Verification of rebuild-up effect on superficial cardiac lesion of ventricular tachycardia using 3-D printed phantom in volumetric-modulated arc therapy planning

Abstract

The aim of the study was to evaluate dose distributions on the superficial cardiac lesion surrounded by low-density lungs. Volumetric modulated arc therapy (VMAT) technique was applied to optimize the dose distribution using the anisotropic analytic algorithm (AAA) and Acuros XB algorithm (AXB) using the 3-D printed cardiac phantom. We used four full and half arcs with 6-MV and 15-MV photons to investigate the rebuild-up effect near the planning target volume (PTV). Depending on the calculation algorithm (AAA vs. AXB) for full arcs plans, V95 of PTV differed by 27% for 6-MV and 29% for 15-MV, and D95 for 6-MV and 15-MV shows 24% and 30%, respectively.

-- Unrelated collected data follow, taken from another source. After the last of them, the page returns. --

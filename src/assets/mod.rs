//! Font assets.
//!
//! Text is measured and drawn from the same font database, so a box fitted to a measured label
//! also fits the label as it is rasterized.

/// System font database, face selection and the SVG font resolver.
pub mod fonts;
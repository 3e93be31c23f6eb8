use crate::foundation::core::{Fps, FrameIndex};
use crate::foundation::error::{LexvisError, LexvisResult};
use crate::render::raster::FrameRGBA;

/// Configuration provided to a [`FrameSink`] before the first frame.
#[derive(Debug, Clone, Copy, PartialEq)]
pub struct SinkConfig {
    /// Output width in pixels.
    pub width: u32,
    /// Output height in pixels.
    pub height: u32,
    /// Output frames-per-second.
    pub fps: Fps,
}

/// Sink contract for consuming rendered frames in timeline order.
///
/// Ordering contract: `push_frame` is called with strictly increasing `FrameIndex` values.
pub trait FrameSink {
    /// Called once before any frames are pushed.
    fn begin(&mut self, cfg: SinkConfig) -> LexvisResult<()>;
    /// Push one frame in strictly increasing timeline order.
    fn push_frame(&mut self, idx: FrameIndex, frame: &FrameRGBA) -> LexvisResult<()>;
    /// Called once after the last frame is pushed.
    fn end(&mut self) -> LexvisResult<()>;
}

/// In-memory sink for tests and debugging.
#[derive(Debug, Default)]
pub struct InMemorySink {
    cfg: Option<SinkConfig>,
    frames: Vec<(FrameIndex, FrameRGBA)>,
    finished: bool,
}

impl InMemorySink {
    /// Create a new in-memory sink.
    pub fn new() -> Self {
        Self::default()
    }

    /// Sink configuration captured in `begin`, if any.
    pub fn config(&self) -> Option<SinkConfig> {
        self.cfg
    }

    /// Captured frames in push order.
    pub fn frames(&self) -> &[(FrameIndex, FrameRGBA)] {
        &self.frames
    }

    /// `true` once `end` has been called.
    pub fn is_finished(&self) -> bool {
        self.finished
    }
}

impl FrameSink for InMemorySink {
    fn begin(&mut self, cfg: SinkConfig) -> LexvisResult<()> {
        self.cfg = Some(cfg);
        self.frames.clear();
        self.finished = false;
        Ok(())
    }

    fn push_frame(&mut self, idx: FrameIndex, frame: &FrameRGBA) -> LexvisResult<()> {
        if self.cfg.is_none() {
            return Err(LexvisError::encode("in-memory sink not started"));
        }
        self.frames.push((idx, frame.clone()));
        Ok(())
    }

    fn end(&mut self) -> LexvisResult<()> {
        self.finished = true;
        Ok(())
    }
}

#[cfg(test)]
#[path = "../../tests/unit/encode/sink.rs"]
mod tests;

The maximum doses in the AXB plans on PTV were 5.1% higher than those in AAA plans at 6-MV, and 3.8% higher at 15-MV. In addition, half arcs treatment plans showed a very similar tendency with full arcs plans. Film dosimetry showed significant differences from the planned results in the AAA plans. Particularly, the dose mismatch occurred between the cardiac PTV and the left lung interface. In the case of 6-MV plans calculated by AAA, the maximum dose increased from 4.1 to 7.7% in the PTV. Furthermore, it showed that 50% of the width of dose profiles was reduced by 1.3 cm in the 6-MV plan. Conversely, in the case of the plans using the AXB algorithm, the maximum dose increased by 2.0–5.0%. In contrast to the AAA algorithm, the dose patterns at the interface demonstrated a good agreement with the plans. Dose fluctuation on the interface between superficial cardiac lesions and low-density lungs can lead to an error in the estimation of accurate dose delivery for the case of VT SBRT.